DATASET EXCERPTS ->
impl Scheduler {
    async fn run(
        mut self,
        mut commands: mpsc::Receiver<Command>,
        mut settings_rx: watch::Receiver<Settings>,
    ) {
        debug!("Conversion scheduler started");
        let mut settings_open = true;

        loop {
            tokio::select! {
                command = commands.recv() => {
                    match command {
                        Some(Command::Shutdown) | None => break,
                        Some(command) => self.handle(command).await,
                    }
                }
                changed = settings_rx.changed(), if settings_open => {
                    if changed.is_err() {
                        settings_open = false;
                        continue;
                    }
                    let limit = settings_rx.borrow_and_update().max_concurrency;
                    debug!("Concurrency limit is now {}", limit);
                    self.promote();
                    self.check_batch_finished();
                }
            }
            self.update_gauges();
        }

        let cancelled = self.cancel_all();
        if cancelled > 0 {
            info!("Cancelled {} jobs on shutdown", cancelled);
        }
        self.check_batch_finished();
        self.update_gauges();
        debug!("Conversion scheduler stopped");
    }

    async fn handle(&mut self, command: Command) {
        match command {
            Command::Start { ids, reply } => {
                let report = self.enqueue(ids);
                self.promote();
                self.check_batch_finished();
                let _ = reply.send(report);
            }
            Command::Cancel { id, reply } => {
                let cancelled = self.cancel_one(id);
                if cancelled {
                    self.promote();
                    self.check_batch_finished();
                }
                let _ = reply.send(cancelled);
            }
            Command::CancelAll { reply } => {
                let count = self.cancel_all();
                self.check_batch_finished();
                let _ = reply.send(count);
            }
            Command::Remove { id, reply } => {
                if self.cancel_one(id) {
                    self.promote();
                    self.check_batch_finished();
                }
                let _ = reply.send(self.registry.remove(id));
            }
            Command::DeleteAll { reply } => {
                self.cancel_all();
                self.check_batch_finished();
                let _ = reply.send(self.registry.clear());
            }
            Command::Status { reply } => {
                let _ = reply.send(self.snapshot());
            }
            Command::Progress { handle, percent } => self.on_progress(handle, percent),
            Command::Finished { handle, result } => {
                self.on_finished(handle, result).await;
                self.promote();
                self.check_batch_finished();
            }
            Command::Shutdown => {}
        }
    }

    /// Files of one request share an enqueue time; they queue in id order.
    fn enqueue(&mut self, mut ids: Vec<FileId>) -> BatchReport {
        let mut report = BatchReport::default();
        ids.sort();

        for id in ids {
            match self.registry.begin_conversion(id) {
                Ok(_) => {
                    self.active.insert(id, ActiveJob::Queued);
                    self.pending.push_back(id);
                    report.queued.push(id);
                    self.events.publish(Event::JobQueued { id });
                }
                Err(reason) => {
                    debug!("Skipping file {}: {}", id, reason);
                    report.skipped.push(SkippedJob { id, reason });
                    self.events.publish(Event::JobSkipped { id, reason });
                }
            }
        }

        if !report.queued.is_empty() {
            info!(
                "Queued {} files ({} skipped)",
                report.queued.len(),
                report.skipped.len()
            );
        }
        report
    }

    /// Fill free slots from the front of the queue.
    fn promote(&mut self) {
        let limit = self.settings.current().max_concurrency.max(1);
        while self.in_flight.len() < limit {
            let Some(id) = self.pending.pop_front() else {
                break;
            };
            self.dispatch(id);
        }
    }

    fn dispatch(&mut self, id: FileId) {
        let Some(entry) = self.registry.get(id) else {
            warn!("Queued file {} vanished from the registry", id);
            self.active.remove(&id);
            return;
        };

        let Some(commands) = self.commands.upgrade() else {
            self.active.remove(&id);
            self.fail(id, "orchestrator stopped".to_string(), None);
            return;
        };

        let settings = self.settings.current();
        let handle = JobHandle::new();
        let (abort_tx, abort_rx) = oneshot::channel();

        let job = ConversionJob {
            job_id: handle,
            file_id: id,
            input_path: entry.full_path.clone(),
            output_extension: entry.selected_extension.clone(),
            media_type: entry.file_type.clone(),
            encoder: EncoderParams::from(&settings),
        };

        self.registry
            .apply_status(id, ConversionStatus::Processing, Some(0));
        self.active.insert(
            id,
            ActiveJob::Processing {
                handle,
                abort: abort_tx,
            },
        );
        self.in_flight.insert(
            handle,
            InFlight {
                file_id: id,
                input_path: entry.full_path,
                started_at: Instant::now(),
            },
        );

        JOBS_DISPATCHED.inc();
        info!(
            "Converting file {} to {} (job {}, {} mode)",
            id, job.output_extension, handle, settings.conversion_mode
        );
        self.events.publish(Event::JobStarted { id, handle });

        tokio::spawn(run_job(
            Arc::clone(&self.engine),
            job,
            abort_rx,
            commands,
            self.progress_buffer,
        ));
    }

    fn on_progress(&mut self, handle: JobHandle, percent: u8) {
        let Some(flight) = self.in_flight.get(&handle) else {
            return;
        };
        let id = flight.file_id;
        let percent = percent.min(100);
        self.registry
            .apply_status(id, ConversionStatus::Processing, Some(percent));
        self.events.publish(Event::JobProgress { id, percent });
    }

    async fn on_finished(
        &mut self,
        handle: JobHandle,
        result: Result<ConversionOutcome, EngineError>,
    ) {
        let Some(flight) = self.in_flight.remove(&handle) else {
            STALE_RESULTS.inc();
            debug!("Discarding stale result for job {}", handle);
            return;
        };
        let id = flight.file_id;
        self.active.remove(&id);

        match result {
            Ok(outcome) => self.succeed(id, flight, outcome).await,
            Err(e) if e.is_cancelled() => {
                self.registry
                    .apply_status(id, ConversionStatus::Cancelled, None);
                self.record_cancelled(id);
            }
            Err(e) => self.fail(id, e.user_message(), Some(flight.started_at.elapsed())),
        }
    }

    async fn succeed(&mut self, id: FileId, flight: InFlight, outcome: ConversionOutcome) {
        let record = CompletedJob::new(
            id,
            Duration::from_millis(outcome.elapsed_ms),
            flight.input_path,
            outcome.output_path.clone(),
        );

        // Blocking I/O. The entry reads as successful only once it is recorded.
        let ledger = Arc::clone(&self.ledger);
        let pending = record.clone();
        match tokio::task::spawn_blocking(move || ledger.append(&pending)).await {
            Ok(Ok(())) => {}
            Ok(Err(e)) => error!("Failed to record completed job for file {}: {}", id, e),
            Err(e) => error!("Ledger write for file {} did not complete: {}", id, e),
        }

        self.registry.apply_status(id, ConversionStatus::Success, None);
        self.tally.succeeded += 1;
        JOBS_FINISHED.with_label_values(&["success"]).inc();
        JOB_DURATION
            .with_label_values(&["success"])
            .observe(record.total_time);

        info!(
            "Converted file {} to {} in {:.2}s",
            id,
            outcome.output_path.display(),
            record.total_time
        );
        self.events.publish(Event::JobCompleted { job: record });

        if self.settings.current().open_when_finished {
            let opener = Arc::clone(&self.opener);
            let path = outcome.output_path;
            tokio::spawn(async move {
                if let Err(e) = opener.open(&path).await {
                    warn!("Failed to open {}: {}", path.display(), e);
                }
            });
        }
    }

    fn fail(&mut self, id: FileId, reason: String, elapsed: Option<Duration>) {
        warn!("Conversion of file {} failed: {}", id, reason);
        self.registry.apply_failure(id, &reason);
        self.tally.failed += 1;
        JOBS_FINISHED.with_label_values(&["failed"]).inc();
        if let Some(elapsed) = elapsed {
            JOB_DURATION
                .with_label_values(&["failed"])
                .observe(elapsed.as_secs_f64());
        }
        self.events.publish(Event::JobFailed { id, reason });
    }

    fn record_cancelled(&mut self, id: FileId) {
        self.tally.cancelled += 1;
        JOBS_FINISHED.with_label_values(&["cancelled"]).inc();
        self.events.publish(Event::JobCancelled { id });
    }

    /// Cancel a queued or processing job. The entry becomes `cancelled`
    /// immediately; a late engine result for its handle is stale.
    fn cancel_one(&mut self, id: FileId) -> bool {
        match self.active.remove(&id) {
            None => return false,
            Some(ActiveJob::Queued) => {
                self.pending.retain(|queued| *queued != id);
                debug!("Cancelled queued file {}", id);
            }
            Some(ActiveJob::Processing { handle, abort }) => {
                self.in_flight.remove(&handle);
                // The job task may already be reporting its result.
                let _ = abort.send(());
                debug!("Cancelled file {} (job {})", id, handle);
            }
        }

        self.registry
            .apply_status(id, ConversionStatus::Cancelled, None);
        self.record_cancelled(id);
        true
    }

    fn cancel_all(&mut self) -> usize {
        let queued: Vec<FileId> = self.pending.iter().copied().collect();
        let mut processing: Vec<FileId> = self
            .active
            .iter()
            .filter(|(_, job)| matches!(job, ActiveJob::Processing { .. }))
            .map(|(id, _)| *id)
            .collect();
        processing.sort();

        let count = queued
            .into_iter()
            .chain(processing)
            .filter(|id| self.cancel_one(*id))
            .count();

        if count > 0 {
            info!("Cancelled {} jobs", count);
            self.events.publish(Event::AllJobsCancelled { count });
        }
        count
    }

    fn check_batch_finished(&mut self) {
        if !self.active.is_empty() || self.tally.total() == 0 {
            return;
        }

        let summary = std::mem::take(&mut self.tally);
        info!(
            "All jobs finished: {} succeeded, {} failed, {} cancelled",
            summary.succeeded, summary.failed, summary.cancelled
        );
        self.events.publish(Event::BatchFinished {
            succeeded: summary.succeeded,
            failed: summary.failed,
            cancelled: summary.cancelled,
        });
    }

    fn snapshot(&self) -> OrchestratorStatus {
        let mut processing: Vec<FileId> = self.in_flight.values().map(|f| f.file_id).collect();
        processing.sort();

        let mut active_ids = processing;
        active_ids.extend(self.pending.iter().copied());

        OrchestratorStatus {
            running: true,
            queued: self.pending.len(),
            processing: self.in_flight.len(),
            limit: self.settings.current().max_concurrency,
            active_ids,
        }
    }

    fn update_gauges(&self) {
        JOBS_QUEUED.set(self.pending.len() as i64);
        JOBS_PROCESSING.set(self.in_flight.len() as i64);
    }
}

---

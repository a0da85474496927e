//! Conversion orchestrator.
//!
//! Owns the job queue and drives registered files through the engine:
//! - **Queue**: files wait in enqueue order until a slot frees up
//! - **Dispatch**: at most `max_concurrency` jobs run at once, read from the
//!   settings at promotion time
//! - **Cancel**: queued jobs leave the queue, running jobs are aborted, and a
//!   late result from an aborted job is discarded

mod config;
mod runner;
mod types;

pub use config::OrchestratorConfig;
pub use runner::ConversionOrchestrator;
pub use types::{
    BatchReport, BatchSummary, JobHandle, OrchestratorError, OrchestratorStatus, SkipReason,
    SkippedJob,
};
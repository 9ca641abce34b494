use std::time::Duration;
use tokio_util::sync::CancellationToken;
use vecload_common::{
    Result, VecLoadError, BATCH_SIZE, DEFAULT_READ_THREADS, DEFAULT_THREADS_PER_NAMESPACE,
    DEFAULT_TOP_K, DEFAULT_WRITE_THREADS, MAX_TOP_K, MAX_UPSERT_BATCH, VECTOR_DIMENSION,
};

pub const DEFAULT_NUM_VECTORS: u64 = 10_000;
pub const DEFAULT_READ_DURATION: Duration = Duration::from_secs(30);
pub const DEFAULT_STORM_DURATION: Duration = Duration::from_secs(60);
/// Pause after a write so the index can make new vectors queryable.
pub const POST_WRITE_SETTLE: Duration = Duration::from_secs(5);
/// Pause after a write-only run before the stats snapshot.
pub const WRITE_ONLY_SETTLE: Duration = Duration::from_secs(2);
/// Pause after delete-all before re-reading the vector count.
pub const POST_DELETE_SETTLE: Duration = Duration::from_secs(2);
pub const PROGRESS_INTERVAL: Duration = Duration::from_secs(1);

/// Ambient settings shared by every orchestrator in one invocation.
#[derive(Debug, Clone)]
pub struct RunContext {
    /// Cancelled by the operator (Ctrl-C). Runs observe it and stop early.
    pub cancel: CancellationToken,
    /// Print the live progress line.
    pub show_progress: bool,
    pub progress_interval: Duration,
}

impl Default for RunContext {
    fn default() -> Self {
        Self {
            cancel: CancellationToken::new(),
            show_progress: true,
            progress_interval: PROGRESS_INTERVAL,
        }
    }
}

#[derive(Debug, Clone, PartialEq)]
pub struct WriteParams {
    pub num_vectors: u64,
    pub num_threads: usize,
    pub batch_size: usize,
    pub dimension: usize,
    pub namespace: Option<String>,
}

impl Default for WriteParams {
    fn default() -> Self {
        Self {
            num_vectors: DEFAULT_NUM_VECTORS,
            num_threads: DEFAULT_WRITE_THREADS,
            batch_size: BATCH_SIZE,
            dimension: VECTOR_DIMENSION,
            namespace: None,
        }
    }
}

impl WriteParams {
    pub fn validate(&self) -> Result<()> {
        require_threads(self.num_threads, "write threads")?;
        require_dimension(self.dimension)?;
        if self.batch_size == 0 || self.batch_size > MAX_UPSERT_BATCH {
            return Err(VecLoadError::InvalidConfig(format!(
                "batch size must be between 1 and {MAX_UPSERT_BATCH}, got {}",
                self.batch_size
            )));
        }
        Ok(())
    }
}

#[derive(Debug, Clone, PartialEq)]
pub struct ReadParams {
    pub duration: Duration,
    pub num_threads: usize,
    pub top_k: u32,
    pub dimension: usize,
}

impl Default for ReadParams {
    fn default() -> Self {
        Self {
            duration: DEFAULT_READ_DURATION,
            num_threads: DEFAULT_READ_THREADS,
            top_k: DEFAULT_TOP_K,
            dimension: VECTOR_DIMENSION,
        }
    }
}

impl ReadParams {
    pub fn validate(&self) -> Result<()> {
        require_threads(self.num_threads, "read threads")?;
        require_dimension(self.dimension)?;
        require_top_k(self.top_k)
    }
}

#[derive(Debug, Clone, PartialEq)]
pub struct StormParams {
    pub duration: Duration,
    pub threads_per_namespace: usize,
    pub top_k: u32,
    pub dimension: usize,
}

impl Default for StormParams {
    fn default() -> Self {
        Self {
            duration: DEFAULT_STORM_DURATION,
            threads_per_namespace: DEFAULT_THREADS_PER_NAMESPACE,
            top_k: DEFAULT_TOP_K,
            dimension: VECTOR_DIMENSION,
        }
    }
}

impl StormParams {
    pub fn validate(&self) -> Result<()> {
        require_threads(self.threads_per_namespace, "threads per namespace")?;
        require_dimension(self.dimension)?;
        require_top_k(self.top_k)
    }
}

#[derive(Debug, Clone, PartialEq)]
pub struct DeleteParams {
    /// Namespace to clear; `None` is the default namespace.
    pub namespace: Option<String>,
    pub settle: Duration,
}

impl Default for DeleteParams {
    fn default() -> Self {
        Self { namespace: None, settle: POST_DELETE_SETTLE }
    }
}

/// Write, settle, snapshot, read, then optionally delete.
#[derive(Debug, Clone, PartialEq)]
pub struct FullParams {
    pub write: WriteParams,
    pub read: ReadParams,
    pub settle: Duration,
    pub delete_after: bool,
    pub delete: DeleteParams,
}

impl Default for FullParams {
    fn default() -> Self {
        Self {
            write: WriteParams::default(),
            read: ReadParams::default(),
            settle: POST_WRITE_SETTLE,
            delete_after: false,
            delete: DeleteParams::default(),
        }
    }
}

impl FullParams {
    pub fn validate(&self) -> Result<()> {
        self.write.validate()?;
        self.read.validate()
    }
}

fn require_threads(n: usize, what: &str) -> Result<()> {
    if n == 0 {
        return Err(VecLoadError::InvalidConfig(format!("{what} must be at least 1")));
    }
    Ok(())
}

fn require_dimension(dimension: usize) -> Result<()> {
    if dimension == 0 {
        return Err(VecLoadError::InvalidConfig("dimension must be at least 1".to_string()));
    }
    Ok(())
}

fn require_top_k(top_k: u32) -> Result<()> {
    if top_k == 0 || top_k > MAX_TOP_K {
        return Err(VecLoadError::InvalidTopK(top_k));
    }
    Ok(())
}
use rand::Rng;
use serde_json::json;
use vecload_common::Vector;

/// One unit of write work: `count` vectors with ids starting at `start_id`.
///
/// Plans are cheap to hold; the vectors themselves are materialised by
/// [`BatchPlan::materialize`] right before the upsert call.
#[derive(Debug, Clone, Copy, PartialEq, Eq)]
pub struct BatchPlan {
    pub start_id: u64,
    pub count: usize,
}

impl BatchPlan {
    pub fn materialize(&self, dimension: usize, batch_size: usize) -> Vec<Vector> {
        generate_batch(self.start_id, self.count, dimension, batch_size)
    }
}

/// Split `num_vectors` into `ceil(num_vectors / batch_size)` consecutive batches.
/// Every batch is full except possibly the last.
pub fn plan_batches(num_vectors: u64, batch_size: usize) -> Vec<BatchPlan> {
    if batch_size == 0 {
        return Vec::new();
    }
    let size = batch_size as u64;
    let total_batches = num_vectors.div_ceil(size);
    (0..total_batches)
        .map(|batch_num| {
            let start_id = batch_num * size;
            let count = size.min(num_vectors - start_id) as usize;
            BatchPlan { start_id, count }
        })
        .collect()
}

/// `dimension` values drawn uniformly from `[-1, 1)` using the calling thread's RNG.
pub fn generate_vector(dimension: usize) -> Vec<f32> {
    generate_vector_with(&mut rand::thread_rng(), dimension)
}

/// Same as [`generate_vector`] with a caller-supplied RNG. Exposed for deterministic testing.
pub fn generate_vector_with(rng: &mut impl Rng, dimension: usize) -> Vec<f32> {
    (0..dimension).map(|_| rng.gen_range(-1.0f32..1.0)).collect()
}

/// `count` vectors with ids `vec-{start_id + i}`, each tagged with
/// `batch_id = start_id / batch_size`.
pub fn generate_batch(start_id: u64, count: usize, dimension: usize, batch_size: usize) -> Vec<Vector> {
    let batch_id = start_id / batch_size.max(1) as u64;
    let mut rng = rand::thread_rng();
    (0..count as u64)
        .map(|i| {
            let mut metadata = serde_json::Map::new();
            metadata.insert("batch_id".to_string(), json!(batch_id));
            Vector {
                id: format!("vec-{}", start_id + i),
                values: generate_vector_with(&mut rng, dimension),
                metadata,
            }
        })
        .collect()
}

EXERCISE DETAILS ->
Given the data above, transcribe exactly the lines from the one containing "and stop early." down to the one containing "impl Default for RunContext", and no others.

REPLY TO THE EXERCISE ->
    /// Cancelled by the operator (Ctrl-C). Runs observe it and stop early.
    pub cancel: CancellationToken,
    /// Print the live progress line.
    pub show_progress: bool,
    pub progress_interval: Duration,
}

impl Default for RunContext {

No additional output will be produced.